Quando Cristo Gesù era sulla terra, né gli ebrei naturali né i non ebrei erano in pace con Geova Dio. Avendo trasgredito la legge di Dio, gli ebrei erano incorsi nella maledizione della Legge. (Gal. 3:12, 13) In quanto ai non ebrei, estranei al patto di Dio, ‘non avevano nessuna speranza ed erano senza Dio nel mondo’. (Efes. 2:12) Tuttavia, per mezzo di Cristo Gesù sia agli uni che agli altri era offerta l’opportunità di avere una relazione pacifica con Dio. Questo era stato indicato dall’annuncio angelico fatto ai pastori alla nascita di Gesù: “Sulla terra pace fra gli uomini di buona volontà”. — Luca 2:14.
Il pacifico messaggio proclamato da Gesù e dai suoi seguaci attirava gli ‘amici della pace’, cioè coloro che desideravano essere riconciliati con Dio. (Matt. 10:13; Luca 10:5, 6; Atti 10:36) Allo stesso tempo questo messaggio provocava divisione nelle famiglie, dato che alcuni lo accettavano mentre altri lo rifiutavano. (Matt. 10:34; Luca 12:51) La maggioranza degli ebrei rifiutò il messaggio e perciò non poté discernere “le cose che hanno relazione con la pace”, che evidentemente includevano il pentimento e il riconoscimento di Gesù quale Messia. (Confronta Luca 1:79; 3:3-6; Giovanni 1:29-34). La distruzione di Gerusalemme da parte degli eserciti romani nel 70 E.V. ne fu la conseguenza. — Luca 19:42-44.
Comunque anche gli ebrei che accettarono la “buona notizia della pace” erano peccatori e per poter essere in pace con Geova Dio avevano bisogno che le loro trasgressioni fossero espiate.
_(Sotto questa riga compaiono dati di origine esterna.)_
//! Manifest and config assembly for the two supported image formats.
//!
//! The layer walk in [`super`] feeds layers to a [`ManifestBuilder`]
//! without knowing which format it is producing. Everything that differs
//! between OCI and Docker v2s2 output (media types, manifest annotations,
//! the `container` and `parent` fields, history authorship) lives here.

use std::collections::BTreeMap;

use a3s_build_core::error::{BuildError, Result};
use chrono::{DateTime, Utc};

use crate::archive::Compression;
use crate::builder::LinkedLayer;
use crate::define::{
    ManifestType, DOCKER_CONFIG_MEDIA_TYPE, DOCKER_LAYER_GZIP_MEDIA_TYPE, DOCKER_LAYER_MEDIA_TYPE,
    DOCKER_MANIFEST_MEDIA_TYPE, OCI_CONFIG_MEDIA_TYPE, OCI_LAYER_GZIP_MEDIA_TYPE,
    OCI_LAYER_MEDIA_TYPE, OCI_MANIFEST_MEDIA_TYPE,
};
use crate::digest::{sha256_digest, SHA256_PREFIX};
use crate::image::docker::{DockerDescriptor, DockerManifest};
use crate::image::oci::{Descriptor, OciManifest, ANNOTATION_CREATED};
use crate::image::{History, ImageConfig};

/// Entries added to the history by one commit, in layer order.
#[derive(Debug, Clone, Default)]
pub(crate) struct HistoryPlan {
    pub prepended_empty: Vec<History>,
    pub prepended_linked: Vec<LinkedLayer>,
    /// Entry for the working layer; `None` when omitted
    pub layer: Option<History>,
    /// Diff ID of the synthesized extra-content layer, if one was added
    pub extra_content: Option<String>,
    pub appended_empty: Vec<History>,
    pub appended_linked: Vec<LinkedLayer>,
    /// Appended to the comment of the first new entry
    pub from_comment: Option<String>,
    pub created: Option<DateTime<Utc>>,
}

/// Builds one image's manifest and config from the layers handed to it.
pub(crate) trait ManifestBuilder: Send {
    /// Media type for a layer blob with the given compression.
    fn layer_media_type(&self, what: &str, compression: Compression) -> Result<&'static str>;

    fn add_layer(&mut self, media_type: &str, digest: &str, size: u64, diff_id: &str);

    /// Append this commit's history entries and check them against the
    /// layers added so far.
    fn build_history(&mut self, plan: &HistoryPlan) -> Result<()>;

    /// Drop all history, including the base image's.
    fn omit_history(&mut self);

    fn manifest_media_type(&self) -> &'static str;

    /// Serialized manifest and config.
    fn manifest_and_config(&self) -> Result<(Vec<u8>, Vec<u8>)>;
}

/// Create the builder for `format`. `config` must already carry every
/// override; its diff IDs are rebuilt from the added layers.
pub(crate) fn manifest_builder(
    format: ManifestType,
    mut config: ImageConfig,
    annotations: BTreeMap<String, String>,
    container_id: &str,
    parent: Option<&str>,
) -> Box<dyn ManifestBuilder> {
    config.diff_ids.clear();
    match format {
        ManifestType::Oci => Box::new(OciBuilder {
            config,
            layers: Vec::new(),
            annotations,
        }),
        ManifestType::Docker => {
            config.container = container_id.to_string();
            config.parent = parent.map(str::to_string).unwrap_or_default();
            Box::new(DockerBuilder {
                config,
                layers: Vec::new(),
            })
        }
    }
}

fn unsupported(what: &str, compression: Compression, format: &str) -> BuildError {
    BuildError::CommitError(format!(
        "{} compression is not supported for {} in {} images",
        compression.name(),
        what,
        format
    ))
}

fn append_entries(history: &mut Vec<History>, entries: &[History], empty: bool) {
    for entry in entries {
        let mut entry = entry.clone();
        entry.empty_layer = empty;
        history.push(entry);
    }
}

fn append_linked(history: &mut Vec<History>, layers: &[LinkedLayer]) {
    for layer in layers {
        history.push(layer.history().clone());
    }
}

/// Append the plan's entries to `config.history` with `author` on the
/// working layer's entry.
fn append_history(config: &mut ImageConfig, plan: &HistoryPlan, author: &str) -> Result<()> {
    let base_len = config.history.len();
    let history = &mut config.history;
    append_entries(history, &plan.prepended_empty, true);
    append_linked(history, &plan.prepended_linked);
    if let Some(layer) = &plan.layer {
        let mut entry = layer.clone();
        entry.author = author.to_string();
        history.push(entry);
    }
    if let Some(diff_id) = &plan.extra_content {
        history.push(History {
            created: plan.created,
            created_by: format!(
                "/bin/sh -c #(nop) ADD dir:{} in / ",
                diff_id.strip_prefix(SHA256_PREFIX).unwrap_or(diff_id)
            ),
            ..Default::default()
        });
    }
    append_entries(history, &plan.appended_empty, true);
    append_linked(history, &plan.appended_linked);

    if let (Some(from), Some(first)) = (&plan.from_comment, history.get_mut(base_len)) {
        if !first.comment.is_empty() {
            first.comment.push(' ');
        }
        first.comment.push_str(from);
    }
    check_history(config)
}

/// Non-empty history entries must pair up with diff IDs.
pub(crate) fn check_history(config: &ImageConfig) -> Result<()> {
    if config.history.is_empty() {
        return Ok(());
    }
    let non_empty = config.history.iter().filter(|h| !h.empty_layer).count();
    if non_empty != config.diff_ids.len() {
        return Err(BuildError::Internal(format!(
            "history lists {} non-empty layers, but we have {} layers on disk",
            non_empty,
            config.diff_ids.len()
        )));
    }
    Ok(())
}

struct OciBuilder {
    config: ImageConfig,
    layers: Vec<Descriptor>,
    annotations: BTreeMap<String, String>,
}

impl ManifestBuilder for OciBuilder {
    fn layer_media_type(&self, what: &str, compression: Compression) -> Result<&'static str> {
        match compression {
            Compression::Uncompressed => Ok(OCI_LAYER_MEDIA_TYPE),
            Compression::Gzip => Ok(OCI_LAYER_GZIP_MEDIA_TYPE),
            other => Err(unsupported(what, other, "OCI")),
        }
    }

    fn add_layer(&mut self, media_type: &str, digest: &str, size: u64, diff_id: &str) {
        self.layers
            .push(Descriptor::new(media_type, digest, size as i64));
        self.config.diff_ids.push(diff_id.to_string());
    }

    fn build_history(&mut self, plan: &HistoryPlan) -> Result<()> {
        let author = self.config.author.clone();
        append_history(&mut self.config, plan, &author)
    }

    fn omit_history(&mut self) {
        self.config.history.clear();
    }

    fn manifest_media_type(&self) -> &'static str {
        OCI_MANIFEST_MEDIA_TYPE
    }

    fn manifest_and_config(&self) -> Result<(Vec<u8>, Vec<u8>)> {
        // labels are kept in a hash map by the OCI types; going through a
        // JSON value sorts every object's keys
        let value = serde_json::to_value(self.config.to_oci()?)?;
        let config = serde_json::to_vec(&value)?;
        let mut manifest = OciManifest::new(Descriptor::new(
            OCI_CONFIG_MEDIA_TYPE,
            &sha256_digest(&config),
            config.len() as i64,
        ));
        manifest.layers = self.layers.clone();
        manifest.annotations = self.annotations.clone();
        Ok((serde_json::to_vec(&manifest)?, config))
    }
}

struct DockerBuilder {
    config: ImageConfig,
    layers: Vec<DockerDescriptor>,
}

impl ManifestBuilder for DockerBuilder {
    fn layer_media_type(&self, what: &str, compression: Compression) -> Result<&'static str> {
        match compression {
            Compression::Uncompressed => Ok(DOCKER_LAYER_MEDIA_TYPE),
            Compression::Gzip => Ok(DOCKER_LAYER_GZIP_MEDIA_TYPE),
            other => Err(unsupported(what, other, "Docker")),
        }
    }

    fn add_layer(&mut self, media_type: &str, digest: &str, size: u64, diff_id: &str) {
        self.layers.push(DockerDescriptor {
            media_type: media_type.to_string(),
            size: size as i64,
            digest: digest.to_string(),
            urls: Vec::new(),
        });
        self.config.diff_ids.push(diff_id.to_string());
    }

    fn build_history(&mut self, plan: &HistoryPlan) -> Result<()> {
        let author = self.config.maintainer.clone();
        append_history(&mut self.config, plan, &author)
    }

    fn omit_history(&mut self) {
        self.config.history.clear();
    }

    fn manifest_media_type(&self) -> &'static str {
        DOCKER_MANIFEST_MEDIA_TYPE
    }

    fn manifest_and_config(&self) -> Result<(Vec<u8>, Vec<u8>)> {
        let config = serde_json::to_vec(&self.config.to_docker())?;
        let manifest = DockerManifest {
            schema_version: 2,
            media_type: DOCKER_MANIFEST_MEDIA_TYPE.to_string(),
            config: DockerDescriptor {
                media_type: DOCKER_CONFIG_MEDIA_TYPE.to_string(),
                size: config.len() as i64,
                digest: sha256_digest(&config),
                urls: Vec::new(),
            },
            layers: self.layers.clone(),
        };
        Ok((serde_json::to_vec(&manifest)?, config))
    }
}

/// Manifest annotations for an OCI image.
pub(crate) fn oci_annotations(
    base: &BTreeMap<String, String>,
    add: &[String],
    unset: &[String],
    created: Option<&DateTime<Utc>>,
) -> Result<BTreeMap<String, String>> {
    let mut annotations = base.clone();
    for key in unset {
        annotations.remove(key);
    }
    for entry in add {
        match entry.split_once('=') {
            Some((key, value)) if !key.is_empty() => {
                annotations.insert(key.to_string(), value.to_string());
            }
            _ => {
                return Err(BuildError::InvalidArgument(format!(
                    "invalid annotation {:?}: expected key=value",
                    entry
                )))
            }
        }
    }
    if let Some(created) = created {
        annotations.insert(
            ANNOTATION_CREATED.to_string(),
            created.to_rfc3339_opts(chrono::SecondsFormat::Secs, true),
        );
    }
    Ok(annotations)
}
A questo provvide la morte di Gesù quale sacrificio di riscatto. (Isa. 53:5) La sua morte in sacrificio sul palo di tortura provvide anche a revocare la legge mosaica, che separava gli ebrei dai non ebrei. Perciò, una volta diventati cristiani, sia gli uni che gli altri potevano essere in pace con Dio e fra di loro. — Efes. 2:14-18; confronta Romani 2:10, 11; Colossesi 1:20-23.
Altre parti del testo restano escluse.